In 1986, the poverty line for a family of four will be about $11,600. Under present law, such a family would pay federal income taxes if its income reached $9,613 or more. Under the Treasury proposal, the family would not pay taxes until income reached $11,800 because of the increased standard deductions and personal exemption. (This assumes use of a special credit for the poor, called the earned-income tax credit, where applicable.)
*Although individuals would pay less tax overall than under current law, persons with certain benefits now exempt from federal income tax could be hit heavily by the Treasury proposal. Worker's compensation, paid to persons severely injured on the job, would be become taxable. Unemployment compensation, paid to workers who lose their jobs, would become fully taxable.
In addition, premiums paid by employers for worker health insurance in excess of $840 a year for an individual or $2,100 for a family would be counted as income for the worker and be taxed.
Among those most concerned about the Treasury proposals were charitable and educational institutions, including colleges, universities, medical schools, hospitals and museums.
Smucker said the average charitable contribution rate is only 1.97 percent of income; few small contributors reach the 2-percent threshold. He estimated that the proposal could cut the current $62 billion charitable contribution rate by one-fifth.
John Buckman, vice president and treasurer of Yale University, which has a $1.1 billion endowment, said that if contributions, now about $75 million a year, fell by 10 percent, it could force a corresponding rise in tuition, the other major source of the university's income.
Matt Ahmann, associate director for government relations of the National Conference of Catholic Charities, said "the Treasury proposal could be extremely hard on us."

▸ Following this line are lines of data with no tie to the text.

use crate::aggregate::{load_from_history, Account, Aggregate};
use crate::domain::{AccountCommand, AccountType, DomainError, EventEnvelope};
use crate::error::{AppError, AppResult};
use crate::event_log::{EventLog, EventLogError};

/// Tuning knobs for the command path.
#[derive(Debug, Clone)]
pub struct CommandOptions {
    /// Retries after an append conflict
    pub retry_max: u32,
    /// Deadline for each event-log call
    pub call_timeout: Duration,
}

impl Default for CommandOptions {
    fn default() -> Self {
        Self {
            retry_max: 3,
            call_timeout: Duration::from_secs(5),
        }
    }
}

/// What a successful command leaves behind.
#[derive(Debug, Clone)]
pub struct CommandReceipt {
    /// Ids of the committed events, in batch order
    pub event_ids: Vec<Uuid>,
    /// Conflict retries it took to commit
    pub retries: u32,
}

/// The write-path entry point, generic over the log backend.
pub struct CommandService<L> {
    log: Arc<L>,
    options: CommandOptions,
}

impl<L: EventLog> CommandService<L> {
    pub fn new(log: Arc<L>) -> Self {
        Self::with_options(log, CommandOptions::default())
    }

    pub fn with_options(log: Arc<L>, options: CommandOptions) -> Self {
        Self { log, options }
    }

    /// Execute one command end to end. Returns once the atomic append has
    /// committed; projections catch up through the stream.
    pub async fn execute(&self, command: AccountCommand) -> AppResult<CommandReceipt> {
        let mut attempt: u32 = 0;

        loop {
            match self.try_execute(&command).await {
                Err(error) if error.is_conflict() && attempt < self.options.retry_max => {
                    attempt += 1;
                    tracing::warn!(
                        attempt,
                        max = self.options.retry_max,
                        "append conflict, re-reading history and retrying"
                    );
                    tokio::time::sleep(Duration::from_millis(50 * attempt as u64)).await;
                }
                Ok(mut receipt) => {
                    receipt.retries = attempt;
                    return Ok(receipt);
                }
                Err(error) => return Err(error),
            }
        }
    }

    /// One attempt: reconstitute, decide, append.
    async fn try_execute(&self, command: &AccountCommand) -> AppResult<CommandReceipt> {
        let events = match command {
            AccountCommand::Open {
                account_id,
                holder,
                account_type,
                opening_balance,
            } => {
                self.decide_open(*account_id, holder, *account_type, *opening_balance)
                    .await?
            }

            AccountCommand::Deposit { account_id, amount } => {
                let account = self.load_account(*account_id).await?;
                let event = account.deposit(*amount)?;
                vec![EventEnvelope::for_account(
                    *account_id,
                    account.version() + 1,
                    event,
                )]
            }

            AccountCommand::Withdraw { account_id, amount } => {
                let account = self.load_account(*account_id).await?;
                let event = account.withdraw(*amount)?;
                vec![EventEnvelope::for_account(
                    *account_id,
                    account.version() + 1,
                    event,
                )]
            }

            AccountCommand::Close { account_id } => {
                let account = self.load_account(*account_id).await?;
                let event = account.close()?;
                vec![EventEnvelope::for_account(
                    *account_id,
                    account.version() + 1,
                    event,
                )]
            }

            AccountCommand::Transfer {
                from_account_id,
                to_account_id,
                amount,
            } => {
                self.decide_transfer(*from_account_id, *to_account_id, *amount)
                    .await?
            }
        };

        let event_ids = events.iter().map(|e| e.event_id).collect();
        self.append(events).await?;

        Ok(CommandReceipt {
            event_ids,
            retries: 0,
        })
    }

    async fn decide_open(
        &self,
        account_id: Uuid,
        holder: &str,
        account_type: AccountType,
        opening_balance: rust_decimal::Decimal,
    ) -> AppResult<Vec<EventEnvelope>> {
        let history = self.read_stream(account_id).await?;
        if !history.is_empty() {
            return Err(DomainError::AccountAlreadyExists { account_id }.into());
        }

        let event = Account::open(holder, account_type, opening_balance)?;
        Ok(vec![EventEnvelope::for_account(account_id, 1, event)])
    }

    /// A transfer is one batch: the withdrawal and the deposit either both
    /// commit or neither does.
    async fn decide_transfer(
        &self,
        from_account_id: Uuid,
        to_account_id: Uuid,
        amount: rust_decimal::Decimal,
    ) -> AppResult<Vec<EventEnvelope>> {
        if from_account_id == to_account_id {
            return Err(DomainError::SameAccountTransfer {
                account_id: from_account_id,
            }
            .into());
        }

        let from_account = self.load_account(from_account_id).await?;
        let to_account = self.load_account(to_account_id).await?;

        let withdrawal = from_account.withdraw(amount)?;
        let deposit = to_account.deposit(amount)?;

        Ok(vec![
            EventEnvelope::for_account(from_account_id, from_account.version() + 1, withdrawal),
            EventEnvelope::for_account(to_account_id, to_account.version() + 1, deposit),
        ])
    }

    async fn load_account(&self, account_id: Uuid) -> AppResult<Account> {
        let history = self.read_stream(account_id).await?;
        let events = history.into_iter().map(|envelope| envelope.event);

        load_from_history::<Account, _>(events)
            .map(|account| account.with_id(account_id))
            .ok_or_else(|| DomainError::AccountNotFound { account_id }.into())
    }

    async fn read_stream(&self, account_id: Uuid) -> AppResult<Vec<EventEnvelope>> {
        let events = timeout(self.options.call_timeout, self.log.read_stream(account_id))
            .await
            .map_err(|_| EventLogError::Timeout(self.options.call_timeout))??;
        Ok(events)
    }

    async fn append(&self, events: Vec<EventEnvelope>) -> AppResult<()> {
        timeout(self.options.call_timeout, self.log.append_atomic(events))
            .await
            .map_err(|_| EventLogError::Timeout(self.options.call_timeout))??;
        Ok(())
    }
}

Bruce Hopkins, an attorney specializing in charitable issues, said he didn't believe that the charity proposals would affect small organizations that rely on small contributions. However, he said they could have a major dampening effect on large national organizations that rely on mail campaigns, such as educational and environmental groups. He said they would also have a significant effect on museums, colleges, universities, schools, hospitals, churches and research groups that receive much of their contributions in stocks and bonds, real estate and other property.
"It would totally undercut the tax motivation of this kind of giving. It would be terrible for all of them," he said.